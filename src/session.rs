use chrono::{DateTime, Utc};
use tracing::info;

use crate::domain::{Project, TimeEntry, calendar_day, duration_from_parts, generate_id};
use crate::error::{Result, TimesheetError};

/// The single timing session. At most one entry is ever running or staged.
#[derive(Debug, Clone, Default, PartialEq)]
pub enum Session {
    #[default]
    Idle,
    Running(RunningSession),
    /// Stopped but not yet committed; the duration may still be corrected.
    Stopped(TimeEntry),
}

#[derive(Debug, Clone, PartialEq)]
pub struct RunningSession {
    pub id: String,
    pub project_id: String,
    pub project_name: String,
    pub start_time: DateTime<Utc>,
}

impl RunningSession {
    /// Whole seconds since the stored start time. Never persisted.
    pub fn elapsed(&self, now: DateTime<Utc>) -> i64 {
        (now - self.start_time).num_seconds().max(0)
    }
}

impl Session {
    pub fn state_name(&self) -> &'static str {
        match self {
            Session::Idle => "idle",
            Session::Running(_) => "running",
            Session::Stopped(_) => "stopped",
        }
    }

    pub fn is_idle(&self) -> bool {
        matches!(self, Session::Idle)
    }

    pub fn is_running(&self) -> bool {
        matches!(self, Session::Running(_))
    }

    pub fn project_id(&self) -> Option<&str> {
        match self {
            Session::Idle => None,
            Session::Running(running) => Some(&running.project_id),
            Session::Stopped(entry) => Some(&entry.project_id),
        }
    }

    /// Copies a renamed project's name onto the running or staged entry.
    pub fn rename_project(&mut self, project_id: &str, name: &str) -> bool {
        let current = match self {
            Session::Idle => return false,
            Session::Running(running) if running.project_id == project_id => &mut running.project_name,
            Session::Stopped(entry) if entry.project_id == project_id => &mut entry.project_name,
            _ => return false,
        };
        *current = name.to_string();
        true
    }

    /// Starts timing `project`. A stopped entry that was never saved is dropped.
    pub fn start(&mut self, project: &Project, now: DateTime<Utc>) -> Result<()> {
        match self {
            Session::Running(_) => return Err(TimesheetError::AlreadyRunning),
            Session::Stopped(staged) => {
                info!(entry_id = %staged.id, "discarding unsaved entry");
            }
            Session::Idle => {}
        }

        let running = RunningSession {
            id: generate_id(),
            project_id: project.id.clone(),
            project_name: project.name.clone(),
            start_time: now,
        };
        info!(entry_id = %running.id, project_id = %project.id, "timer started");
        *self = Session::Running(running);
        Ok(())
    }

    /// Seconds to display: live while running, the effective duration once stopped.
    pub fn elapsed(&self, now: DateTime<Utc>) -> Option<i64> {
        match self {
            Session::Idle => None,
            Session::Running(running) => Some(running.elapsed(now)),
            Session::Stopped(entry) => Some(entry.effective_duration()),
        }
    }

    pub fn stop(&mut self, now: DateTime<Utc>) -> Result<&TimeEntry> {
        let Session::Running(running) = self else {
            return Err(TimesheetError::NotRunning);
        };

        let end_time = now.max(running.start_time);
        let entry = TimeEntry {
            id: running.id.clone(),
            project_id: running.project_id.clone(),
            project_name: running.project_name.clone(),
            start_time: running.start_time,
            end_time: Some(end_time),
            duration: running.elapsed(end_time),
            date: calendar_day(running.start_time),
            is_running: false,
            edited_duration: None,
        };
        info!(entry_id = %entry.id, duration = entry.duration, "timer stopped");
        *self = Session::Stopped(entry);

        match &*self {
            Session::Stopped(entry) => Ok(entry),
            _ => unreachable!("session was just stopped"),
        }
    }

    /// Overrides the staged entry's duration; returns the new effective seconds.
    pub fn edit_duration(&mut self, hours: u64, minutes: u64, seconds: u64) -> Result<i64> {
        let Session::Stopped(entry) = self else {
            return Err(TimesheetError::NotStopped);
        };

        let edited = duration_from_parts(hours, minutes, seconds);
        entry.edited_duration = Some(edited);
        info!(entry_id = %entry.id, edited_duration = edited, "staged duration edited");
        Ok(edited)
    }

    /// Hands the staged entry over for commit and returns to idle.
    pub fn save(&mut self) -> Result<TimeEntry> {
        if !matches!(self, Session::Stopped(_)) {
            return Err(TimesheetError::NotStopped);
        }

        match std::mem::take(self) {
            Session::Stopped(entry) => Ok(entry),
            _ => unreachable!("session was checked to be stopped"),
        }
    }

    /// The stored shape of the current entry, `None` when idle.
    pub fn to_entry(&self) -> Option<TimeEntry> {
        match self {
            Session::Idle => None,
            Session::Running(running) => Some(TimeEntry {
                id: running.id.clone(),
                project_id: running.project_id.clone(),
                project_name: running.project_name.clone(),
                start_time: running.start_time,
                end_time: None,
                duration: 0,
                date: calendar_day(running.start_time),
                is_running: true,
                edited_duration: None,
            }),
            Session::Stopped(entry) => Some(entry.clone()),
        }
    }

    pub fn from_entry(entry: Option<TimeEntry>) -> Self {
        match entry {
            None => Session::Idle,
            Some(entry) if entry.is_running => Session::Running(RunningSession {
                id: entry.id,
                project_id: entry.project_id,
                project_name: entry.project_name,
                start_time: entry.start_time,
            }),
            Some(entry) => Session::Stopped(entry),
        }
    }
}
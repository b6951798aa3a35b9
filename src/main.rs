use std::error::Error;
use std::io::{self, BufRead, Write};
use std::path::PathBuf;

use chrono::{NaiveDate, Utc};
use clap::{Parser, Subcommand};

use timesheet::config::{resolve_data_dir, Config};
use timesheet::domain::{format_duration, parse_component, seconds_to_hours};
use timesheet::logging::init_logging;
use timesheet::projects::ProjectRegistry;
use timesheet::report::{filter_entries, paginate, EntryFilter};
use timesheet::session::Session;
use timesheet::storage::FileStore;
use timesheet::ui::run_dashboard;
use timesheet::Timesheet;

#[derive(Debug, Parser)]
#[command(name = "timesheet", about = "Personal time tracker with projects, a timer and reports")]
struct Cli {
	#[arg(long)]
	data_dir: Option<PathBuf>,
	#[command(subcommand)]
	command: Option<Command>,
}

#[derive(Debug, Subcommand)]
enum Command {
	Dashboard,
	Projects,
	AddProject {
		#[arg(long)]
		name: String,
		#[arg(long)]
		color: Option<String>,
	},
	EditProject {
		#[arg(long)]
		id: String,
		#[arg(long)]
		name: String,
		#[arg(long)]
		color: String,
	},
	DeleteProject {
		#[arg(long)]
		id: String,
		#[arg(long)]
		yes: bool,
	},
	/// Start timing a project (id or unique name).
	Start {
		#[arg(long)]
		project: String,
	},
	Status,
	Stop,
	/// Correct the stopped entry before saving it.
	EditDuration {
		#[arg(long, default_value = "0")]
		hours: String,
		#[arg(long, default_value = "0")]
		minutes: String,
		#[arg(long, default_value = "0")]
		seconds: String,
	},
	Save,
	Entries {
		#[arg(long)]
		project: Option<String>,
		#[arg(long)]
		from: Option<String>,
		#[arg(long)]
		to: Option<String>,
		#[arg(long, default_value_t = 1)]
		page: usize,
	},
	EditEntry {
		#[arg(long)]
		id: String,
		#[arg(long, default_value = "0")]
		hours: String,
		#[arg(long, default_value = "0")]
		minutes: String,
		#[arg(long, default_value = "0")]
		seconds: String,
	},
	DeleteEntry {
		#[arg(long)]
		id: String,
		#[arg(long)]
		yes: bool,
	},
	Report {
		#[arg(long)]
		project: Option<String>,
		#[arg(long)]
		from: Option<String>,
		#[arg(long)]
		to: Option<String>,
	},
}

fn main() {
	if let Err(err) = run() {
		eprintln!("error: {err}");
		std::process::exit(1);
	}
}

fn run() -> Result<(), Box<dyn Error>> {
	let cli = Cli::parse();
	let config = Config::load()?;
	let command = cli.command.unwrap_or(Command::Dashboard);
	init_logging(config.log_filter.as_deref(), !matches!(command, Command::Dashboard));

	let data_dir = resolve_data_dir(cli.data_dir, &config);
	tracing::debug!(data_dir = %data_dir.display(), "using data directory");
	let mut timesheet = Timesheet::load(FileStore::new(data_dir), Utc::now())?;

	match command {
		Command::Dashboard => {
			run_dashboard(&mut timesheet)?;
		}
		Command::Projects => {
			print_projects(timesheet.projects());
		}
		Command::AddProject { name, color } => {
			let project = timesheet.add_project(&name, color, Utc::now())?;
			println!("created project {} ({})", project.id, project.name);
		}
		Command::EditProject { id, name, color } => {
			if timesheet.update_project(&id, &name, &color)? {
				println!("updated project {id}");
			} else {
				println!("no project {id}");
			}
		}
		Command::DeleteProject { id, yes } => {
			let Some(project) = timesheet.projects().get(&id) else {
				println!("no project {id}");
				return Ok(());
			};
			let prompt = format!("delete project {}? entries keep their history", project.name);
			if !yes && !confirm(&prompt)? {
				println!("cancelled");
				return Ok(());
			}
			timesheet.delete_project(&id)?;
			println!("deleted project {id}");
		}
		Command::Start { project } => {
			let project = timesheet
				.projects()
				.resolve(&project)
				.ok_or_else(|| format!("project not found: {project}"))?
				.clone();
			timesheet.start_timer(&project.id, Utc::now())?;
			println!("started {}", project.name);
		}
		Command::Status => {
			print_status(&timesheet);
		}
		Command::Stop => {
			let entry = timesheet.stop_timer(Utc::now())?;
			println!(
				"stopped {} after {}; run `save` to keep it",
				entry.project_name,
				format_duration(entry.duration)
			);
		}
		Command::EditDuration {
			hours,
			minutes,
			seconds,
		} => {
			let edited = timesheet.edit_staged_duration(
				parse_component(&hours),
				parse_component(&minutes),
				parse_component(&seconds),
			)?;
			println!("duration set to {}", format_duration(edited));
		}
		Command::Save => {
			let id = timesheet.save_entry()?;
			println!("saved entry {id}");
		}
		Command::Entries {
			project,
			from,
			to,
			page,
		} => {
			let filter = build_filter(timesheet.projects(), project, from, to)?;
			print_entries(&timesheet, &filter, page, config.page_size());
		}
		Command::EditEntry {
			id,
			hours,
			minutes,
			seconds,
		} => {
			let changed = timesheet.edit_entry_duration(
				&id,
				parse_component(&hours),
				parse_component(&minutes),
				parse_component(&seconds),
			)?;
			if changed {
				println!("updated entry {id}");
			} else {
				println!("no entry {id}");
			}
		}
		Command::DeleteEntry { id, yes } => {
			if timesheet.entries().get(&id).is_none() {
				println!("no entry {id}");
				return Ok(());
			}
			if !yes && !confirm(&format!("delete entry {id}? this cannot be undone"))? {
				println!("cancelled");
				return Ok(());
			}
			timesheet.delete_entry(&id)?;
			println!("deleted entry {id}");
		}
		Command::Report { project, from, to } => {
			let filter = build_filter(timesheet.projects(), project, from, to)?;
			print_report(&timesheet, &filter);
		}
	}

	Ok(())
}

fn parse_day(input: Option<String>) -> Result<Option<NaiveDate>, Box<dyn Error>> {
	match input {
		Some(raw) => Ok(Some(NaiveDate::parse_from_str(raw.trim(), "%Y-%m-%d")?)),
		None => Ok(None),
	}
}

fn build_filter(
	projects: &ProjectRegistry,
	project: Option<String>,
	from: Option<String>,
	to: Option<String>,
) -> Result<EntryFilter, Box<dyn Error>> {
	// deleted projects are still valid filters, so unresolved keys pass through as ids
	let project_id = project
		.filter(|key| key != "all")
		.map(|key| projects.resolve(&key).map(|project| project.id.clone()).unwrap_or(key));

	Ok(EntryFilter {
		project_id,
		from: parse_day(from)?,
		to: parse_day(to)?,
	})
}

fn confirm(prompt: &str) -> Result<bool, io::Error> {
	print!("{prompt} [y/N] ");
	io::stdout().flush()?;
	let mut answer = String::new();
	io::stdin().lock().read_line(&mut answer)?;
	Ok(matches!(answer.trim(), "y" | "Y" | "yes"))
}

fn print_projects(projects: &ProjectRegistry) {
	if projects.is_empty() {
		println!("no projects yet");
		return;
	}

	for project in projects.as_slice() {
		println!(
			"{} | {} | {} | created {}",
			project.id,
			project.color,
			project.name,
			project.created_at.format("%Y-%m-%d")
		);
	}
}

fn print_status(timesheet: &Timesheet<FileStore>) {
	let now = Utc::now();
	match timesheet.session() {
		Session::Idle => println!("idle"),
		Session::Running(running) => println!(
			"running {} | {} since {}",
			running.project_name,
			format_duration(running.elapsed(now)),
			running.start_time.to_rfc3339()
		),
		Session::Stopped(entry) => println!(
			"stopped {} | {}{} | not saved yet",
			entry.project_name,
			format_duration(entry.effective_duration()),
			if entry.is_edited() {
				format!(" (measured {})", format_duration(entry.duration))
			} else {
				String::new()
			}
		),
	}
}

fn print_entries(timesheet: &Timesheet<FileStore>, filter: &EntryFilter, page: usize, page_size: usize) {
	let rows = filter_entries(timesheet.entries().as_slice(), filter);
	if rows.is_empty() {
		println!("no entries");
		return;
	}

	let page = paginate(&rows, page, page_size);
	for entry in page.items {
		println!(
			"{} | {} | {} | {}{}",
			entry.id,
			entry.date,
			format_duration(entry.effective_duration()),
			entry.project_name,
			if entry.is_edited() {
				format!(" (edited, measured {})", format_duration(entry.duration))
			} else {
				String::new()
			}
		);
	}
	println!(
		"page {}/{} | {} entries",
		page.page,
		page.total_pages.max(1),
		page.total_items
	);
}

fn print_report(timesheet: &Timesheet<FileStore>, filter: &EntryFilter) {
	let report = timesheet.report(filter);
	println!("total: {:.2}h over {} entries", report.total_hours(), report.entry_count);
	if report.entry_count == 0 {
		return;
	}

	println!("\nby project:");
	for bucket in &report.projects {
		println!(
			"{:>7.2}h | {:>3} | {} | {}",
			bucket.hours(),
			bucket.entries,
			bucket.color,
			bucket.name
		);
	}

	println!("\nby day:");
	for bucket in report.daily.iter().rev() {
		println!("{} | {:>7.2}h", bucket.date, bucket.hours());
	}

	println!("\nby week (starting Sunday):");
	for bucket in report.weekly.iter().rev() {
		println!("{} | {:>7.2}h", bucket.week_start, seconds_to_hours(bucket.seconds));
	}
}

What you will do :: Go through the data and gather every line that holds "page".

Answer section ::
		page: usize,
			page,
			print_entries(&timesheet, &filter, page, config.page_size());
fn print_entries(timesheet: &Timesheet<FileStore>, filter: &EntryFilter, page: usize, page_size: usize) {
	let page = paginate(&rows, page, page_size);
	for entry in page.items {
		"page {}/{} | {} entries",
		page.page,
		page.total_pages.max(1),
		page.total_items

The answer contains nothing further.